→ EXERCISE BRIEF
Find every line of the records that has "Largest" and return it.

Saved data entries

====

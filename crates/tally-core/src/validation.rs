//! # Validation Module
//!
//! Input validation for codes, counted quantities and round numbers.
//!
//! ## Validation Strategy
//! ```text
//! ┌─────────────────────────────────────────────────────────────────────────┐
//! │                      Validation Layers                                  │
//! │                                                                         │
//! │  Layer 1: Presentation                                                 │
//! │  └── Basic format checks, immediate user feedback                      │
//! │           │                                                             │
//! │           ▼                                                             │
//! │  Layer 2: Ingestion (remote payloads)                                  │
//! │  └── Malformed rows dropped and counted, never fatal                   │
//! │           │                                                             │
//! │           ▼                                                             │
//! │  Layer 3: THIS MODULE (user-entered values)                            │
//! │  └── Rejected with a typed ValidationError                             │
//! └─────────────────────────────────────────────────────────────────────────┘
//! ```

use crate::error::ValidationError;
use crate::quantity::Quantity;

/// Result type for validation operations.
pub type ValidationResult<T> = Result<T, ValidationError>;

/// Longest accepted product code.
pub const MAX_CODE_LEN: usize = 64;

/// Largest accepted counted quantity (in whole units).
pub const MAX_COUNT_UNITS: i64 = 10_000_000;

/// Largest accepted system quantity magnitude (in whole units).
pub const MAX_SYSTEM_UNITS: i64 = 1_000_000_000;

/// Validates and normalizes a product code.
///
/// ## Rules
/// - Trimmed, must not be empty
/// - At most 64 characters
///
/// ## Example
/// ```rust
/// use tally_core::validation::validate_code;
///
/// assert_eq!(validate_code("  P-001 ").unwrap(), "P-001");
/// assert!(validate_code("   ").is_err());
/// ```
pub fn validate_code(code: &str) -> ValidationResult<String> {
    let code = code.trim();

    if code.is_empty() {
        return Err(ValidationError::Required {
            field: "code".to_string(),
        });
    }

    if code.chars().count() > MAX_CODE_LEN {
        return Err(ValidationError::TooLong {
            field: "code".to_string(),
            max: MAX_CODE_LEN,
        });
    }

    Ok(code.to_string())
}

/// Validates a counted (physical) quantity.
///
/// ## Rules
/// - Must be >= 0 (zero is a valid count: "looked, found none")
/// - Must not exceed MAX_COUNT_UNITS
pub fn validate_count_quantity(quantity: Quantity) -> ValidationResult<()> {
    if quantity.is_negative() {
        return Err(ValidationError::MustBeNonNegative {
            field: "quantity".to_string(),
        });
    }

    if quantity > Quantity::from_units(MAX_COUNT_UNITS) {
        return Err(ValidationError::OutOfRange {
            field: "quantity".to_string(),
            min: 0,
            max: MAX_COUNT_UNITS,
        });
    }

    Ok(())
}

/// Validates a system-of-record quantity. Negative balances are allowed.
pub fn validate_system_quantity(quantity: Quantity) -> ValidationResult<()> {
    if quantity.abs() > Quantity::from_units(MAX_SYSTEM_UNITS) {
        return Err(ValidationError::OutOfRange {
            field: "system quantity".to_string(),
            min: -MAX_SYSTEM_UNITS,
            max: MAX_SYSTEM_UNITS,
        });
    }

    Ok(())
}

/// Validates and normalizes a round number.
///
/// Round numbers are positive integers carried as strings (`"007"` → `"7"`).
pub fn validate_round_number(number: &str) -> ValidationResult<String> {
    let number = number.trim();

    if number.is_empty() {
        return Err(ValidationError::Required {
            field: "round number".to_string(),
        });
    }

    let parsed: u64 = number.parse().map_err(|_| ValidationError::InvalidFormat {
        field: "round number".to_string(),
        reason: "must be a positive integer".to_string(),
    })?;

    if parsed == 0 {
        return Err(ValidationError::OutOfRange {
            field: "round number".to_string(),
            min: 1,
            max: i64::MAX,
        });
    }

    Ok(parsed.to_string())
}

/// Validates an operator name for a round.
pub fn validate_registered_by(name: &str) -> ValidationResult<String> {
    let name = name.trim();

    if name.is_empty() {
        return Err(ValidationError::Required {
            field: "registered by".to_string(),
        });
    }

    if name.chars().count() > 120 {
        return Err(ValidationError::TooLong {
            field: "registered by".to_string(),
            max: 120,
        });
    }

    Ok(name.to_string())
}

// =============================================================================
// Unit Tests
// =============================================================================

====

→ SOLUTION TO THE PROBLEM
/// Largest accepted counted quantity (in whole units).
/// Largest accepted system quantity magnitude (in whole units).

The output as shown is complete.